Utilising intersectionality for reviewing contributing factors in the number of Black, Asian and Minority Ethnic nurse deaths due to COVID-19

Quereshi, Irtiza; Garcia, Rebecca; Ali, Nasreen and Randhawa, Gurch (2021). Utilising intersectionality for reviewing contributing factors in the number of Black, Asian and Minority Ethnic nurse deaths due to COVID-19. Nursing Standard (In press).

Abstract

Introduction: Black, Asian and minority ethnic populations in the United Kingdom are disproportionately affected by COVID-19, with a higher death rate also evidenced in the Black, Asian and minority ethnic healthcare workforce. It is critical that healthcare providers safeguard their key resource, their staff, in the battle against COVID-19. This discussion paper proposes intersectionality as a framework for considering the contributory factors for the disproportionate number of Black, Asian and Minority Ethnic nurse deaths in the National Health Service.
Design: Discussion paper.
Conclusion: COVID-19 is a novel disease and there is no consensus on the appropriate conceptual framework to help analyse the emerging evidence.

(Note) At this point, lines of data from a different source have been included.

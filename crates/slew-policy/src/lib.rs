//! Priority policy trait and scoring context for Slew.
//!
//! The `PriorityPolicy` trait defines the `&self` score function with a
//! `ScoreContext` carrying the target, sensor, injected random source,
//! and free-form options. `target_stream` gives callers a reproducible
//! per-target random stream to inject.

#![deny(missing_docs)]
#![deny(rustdoc::broken_intra_doc_links)]
#![forbid(unsafe_code)]

pub mod context;
pub mod options;
pub mod policy;
pub mod source;

pub use context::ScoreContext;
pub use options::PolicyOptions;
pub use policy::PriorityPolicy;
pub use source::{target_stream, UniformSource};
//! Fixed-cadence per-class policy.
//!
//! Aims for regularly spaced observations using the base intervals in
//! [`fixed_schedule`]. The score is the negated time until the ideal
//! next observation, `-(last_obs + interval - now)`: negative while the
//! target is early, zero when exactly due, positive once overdue.

use crate::cadence::{fixed_schedule, time_until_next_score};
use slew_core::{PolicyError, Priority};
use slew_policy::{PriorityPolicy, ScoreContext};

/// Regular spacing from a fixed per-class interval table.
///
/// Fails with [`PolicyError::UnknownTargetType`] for unclassified targets.
#[derive(Clone, Copy, Debug, Default)]
pub struct FixedCadence;

impl FixedCadence {
    /// Create the policy.
    pub fn new() -> Self {
        Self
    }
}

impl PriorityPolicy for FixedCadence {
    fn name(&self) -> &str {
        "FixedCadence"
    }

    fn uses_class(&self) -> bool {
        true
    }

    fn score(&self, ctx: &mut ScoreContext<'_>) -> Result<Priority, PolicyError> {
        time_until_next_score(fixed_schedule, ctx)
    }
}
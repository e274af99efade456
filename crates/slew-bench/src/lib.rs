//! Benchmark profiles for the Slew priority policies.
//!
//! - [`synthetic_targets`]: a deterministic, class-mixed candidate list
//! - [`reference_sensor`]: the sensor the benches score against

#![forbid(unsafe_code)]
#![deny(rustdoc::broken_intra_doc_links)]

use rand::{Rng, SeedableRng};
use rand_chacha::ChaCha8Rng;
use slew_core::{Sensor, SensorId, SimClock, Target, TargetClass, TargetId, DAY};

/// GPS time of the reference epoch's clock origin.
pub const REFERENCE_T0: f64 = 1.0e9;

/// Elapsed seconds at which the reference sensor scores.
pub const REFERENCE_NOW: f64 = 30.0 * DAY;

/// Generate `n` classified targets with random windows and histories.
///
/// Windows start within the first 20 days and last 10 to 120 days.
/// Each target has up to 40 observations, all before
/// [`REFERENCE_NOW`]. The same `(n, seed)` always gives the same list.
pub fn synthetic_targets(n: usize, seed: u64) -> Vec<Target> {
    let mut rng = ChaCha8Rng::seed_from_u64(seed);
    (0..n)
        .map(|i| {
            let class = TargetClass::ALL[rng.random_range(0..TargetClass::ALL.len())];
            let tstart = rng.random_range(0.0..20.0 * DAY);
            let tfinal = tstart + rng.random_range(10.0..120.0) * DAY;
            let obs_count = rng.random_range(0..40usize);
            let mut obs: Vec<f64> = (0..obs_count)
                .map(|_| REFERENCE_T0 + rng.random_range(0.0..REFERENCE_NOW))
                .collect();
            obs.sort_by(f64::total_cmp);

            Target::builder(TargetId(i as u64))
                .class(class)
                .window(tstart, tfinal)
                .cadence(DAY, rng.random_range(1..4) as f64)
                .obs_times(obs)
                .build()
                .unwrap_or_else(|e| unreachable!("synthetic target {i} invalid: {e}"))
        })
        .collect()
}

/// Sensor with clock origin [`REFERENCE_T0`] at [`REFERENCE_NOW`].
pub fn reference_sensor() -> Sensor {
    Sensor::new(SensorId(0), SimClock::new(REFERENCE_T0, REFERENCE_NOW))
}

There are several reasons why intersectionality may be considered appropriate including the relevance of structural issues such as power and disadvantage and social categories such as ethnicity and gender.
Implications for practice: This paper will be of use to policy makers, researchers and practitioners currently assessing the implications of COVID-19 and safeguarding the healthcare workforce.